PROBLEM TO SOLVE
Every line in the records below with the string "GROUP" is to be copied out.
***** STUDY MATERIAL *****
//! Free-form SQL execution against SQLite.

use foodshare_console::catalogue::QueryCatalogue;
use foodshare_console::db::Value;
use foodshare_console::query::{ErrorKind, QueryExecutor};

use super::common::{client_with, seeded_client};

const LISTINGS_FIXTURE: &str = r#"
    CREATE TABLE food_listings_data ("Food_ID" INTEGER, "Quantity" INTEGER, "Food_Type" TEXT);
    INSERT INTO food_listings_data VALUES (1, 10, 'Vegan'), (2, 20, 'Vegetarian'), (3, 30, 'Vegan');
"#;

#[tokio::test]
async fn test_total_quantity_question_sums_fixture() {
    let client = client_with(LISTINGS_FIXTURE).await;
    let sql = QueryCatalogue::builtin()
        .get_sql("What is the total quantity of food available from all providers?");

    let outcome = QueryExecutor::new(&client).execute_raw_sql(sql).await;

    let result = outcome.result().expect("query should succeed");
    assert_eq!(result.column_names(), vec!["total_food_quantity"]);
    assert_eq!(result.rows, vec![vec![Value::Int(60)]]);
}

#[tokio::test]
async fn test_syntax_error_becomes_failure() {
    let client = seeded_client().await;

    let outcome = QueryExecutor::new(&client)
        .execute_raw_sql("SELEC * FROM x")
        .await;

    assert!(!outcome.is_success());
    let error = outcome.error().unwrap();
    assert_eq!(error.kind, ErrorKind::Query);
    assert!(!error.message.is_empty());
    assert!(error.to_string().starts_with("Query Error: "));
}

#[tokio::test]
async fn test_missing_table_becomes_failure() {
    let client = seeded_client().await;

    let outcome = QueryExecutor::new(&client)
        .execute_raw_sql("SELECT * FROM donations_data")
        .await;

    let error = outcome.error().expect("query should fail");
    assert!(error.message.contains("donations_data"), "{}", error.message);
}

#[tokio::test]
async fn test_repeated_execution_returns_same_data() {
    let client = seeded_client().await;
    let executor = QueryExecutor::new(&client);
    let sql = r#"SELECT "Food_Type", COUNT(*) AS n FROM food_listings_data GROUP BY "Food_Type" ORDER BY "Food_Type""#;

    let first = executor.execute_raw_sql(sql).await;
    let second = executor.execute_raw_sql(sql).await;

    assert!(first.result().unwrap().same_data(second.result().unwrap()));
}

#[tokio::test]
async fn test_trailing_terminators_are_accepted() {
    let client = seeded_client().await;

    let outcome = QueryExecutor::new(&client)
        .execute_raw_sql("SELECT COUNT(*) AS n FROM claims_data;\n;  ")
        .await;

    assert_eq!(outcome.result().unwrap().rows, vec![vec![Value::Int(8)]]);
}

#[tokio::test]
async fn test_empty_result_keeps_columns() {
    let client = seeded_client().await;

    let outcome = QueryExecutor::new(&client)
        .execute_raw_sql(r#"SELECT "Name", "City" FROM providers_data WHERE "City" = 'Atlantis'"#)
        .await;

    let result = outcome.result().unwrap();
    assert!(result.is_empty());
    assert_eq!(result.row_count, 0);
    assert_eq!(result.column_names(), vec!["Name", "City"]);
}

#[tokio::test]
async fn test_write_statements_are_executed() {
    let client = seeded_client().await;
    let executor = QueryExecutor::new(&client);

    let delete = executor
        .execute_raw_sql(r#"DELETE FROM claims_data WHERE "Status" = 'Cancelled'"#)
        .await;
    assert!(delete.is_success(), "{:?}", delete.error());

    let count = executor
        .execute_raw_sql("SELECT COUNT(*) AS n FROM claims_data")
        .await;
    assert_eq!(count.result().unwrap().rows, vec![vec![Value::Int(6)]]);
}

#[tokio::test]
async fn test_row_cap_truncates_results() {
    let client = seeded_client().await;

    let outcome = QueryExecutor::new(&client)
        .with_max_rows(Some(3))
        .execute_raw_sql("SELECT * FROM food_listings_data")
        .await;

    let result = outcome.result().unwrap();
    assert_eq!(result.row_count, 3);
    assert_eq!(result.total_rows, Some(8));
    assert!(result.was_truncated);
}

#[tokio::test]
async fn test_multiple_statements_return_last_result() {
    let client = seeded_client().await;

    let outcome = QueryExecutor::new(&client)
        .execute_raw_sql("SELECT 1 AS a; SELECT 'x' AS b, 2 AS c;")
        .await;

    let result = outcome.result().expect("batch should succeed");
    assert_eq!(result.column_names(), vec!["b", "c"]);
    assert_eq!(result.rows, vec![vec![Value::from("x"), Value::Int(2)]]);
    assert!(result.rows.iter().all(|row| row.len() == result.columns.len()));
}

#[tokio::test]
async fn test_batch_runs_statements_in_order() {
    let client = seeded_client().await;

    let outcome = QueryExecutor::new(&client)
        .execute_raw_sql(
            r#"DELETE FROM claims_data WHERE "Status" = 'Pending';
               SELECT "Status", COUNT(*) AS n FROM claims_data GROUP BY "Status" ORDER BY "Status";"#,
        )
        .await;

    let result = outcome.result().expect("batch should succeed");
    assert_eq!(
        result.rows,
        vec![
            vec![Value::from("Cancelled"), Value::Int(2)],
            vec![Value::from("Completed"), Value::Int(4)],
        ]
    );
}

#[tokio::test]
async fn test_failing_statement_in_batch_is_reported() {
    let client = seeded_client().await;

    let outcome = QueryExecutor::new(&client)
        .execute_raw_sql("SELECT 1 AS a; SELECT * FROM donations_data")
        .await;

    let error = outcome.error().expect("batch should fail");
    assert_eq!(error.kind, ErrorKind::Query);
    assert!(error.message.contains("donations_data"), "{}", error.message);
}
*****
YOUR RESPONSE
    let sql = r#"SELECT "Food_Type", COUNT(*) AS n FROM food_listings_data GROUP BY "Food_Type" ORDER BY "Food_Type""#;
               SELECT "Status", COUNT(*) AS n FROM claims_data GROUP BY "Status" ORDER BY "Status";"#,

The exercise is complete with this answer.